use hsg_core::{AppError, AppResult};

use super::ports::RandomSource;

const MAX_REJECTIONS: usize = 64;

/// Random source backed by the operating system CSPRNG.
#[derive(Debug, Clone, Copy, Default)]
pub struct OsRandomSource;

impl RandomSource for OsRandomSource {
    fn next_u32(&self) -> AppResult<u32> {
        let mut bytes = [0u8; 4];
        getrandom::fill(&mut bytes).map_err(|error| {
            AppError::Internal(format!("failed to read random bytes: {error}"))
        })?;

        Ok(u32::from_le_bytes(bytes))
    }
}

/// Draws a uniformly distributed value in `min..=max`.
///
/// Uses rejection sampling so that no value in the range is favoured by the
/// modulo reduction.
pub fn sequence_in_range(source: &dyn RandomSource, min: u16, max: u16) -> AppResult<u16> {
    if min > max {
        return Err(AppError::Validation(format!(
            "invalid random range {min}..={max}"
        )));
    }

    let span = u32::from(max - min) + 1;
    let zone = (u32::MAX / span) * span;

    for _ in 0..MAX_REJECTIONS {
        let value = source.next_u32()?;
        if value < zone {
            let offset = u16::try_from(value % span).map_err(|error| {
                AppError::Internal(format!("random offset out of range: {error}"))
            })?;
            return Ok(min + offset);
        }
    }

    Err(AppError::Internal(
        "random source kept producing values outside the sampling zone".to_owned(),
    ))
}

■ WHAT THE TASK REQUIRES ■
Return every line from the one holding "source kept producing" through the end of the data, exactly as it appears, with both ends kept and nothing else.

■ RESULT OF THE EXERCISE ■
        "random source kept producing values outside the sampling zone".to_owned(),
    ))
}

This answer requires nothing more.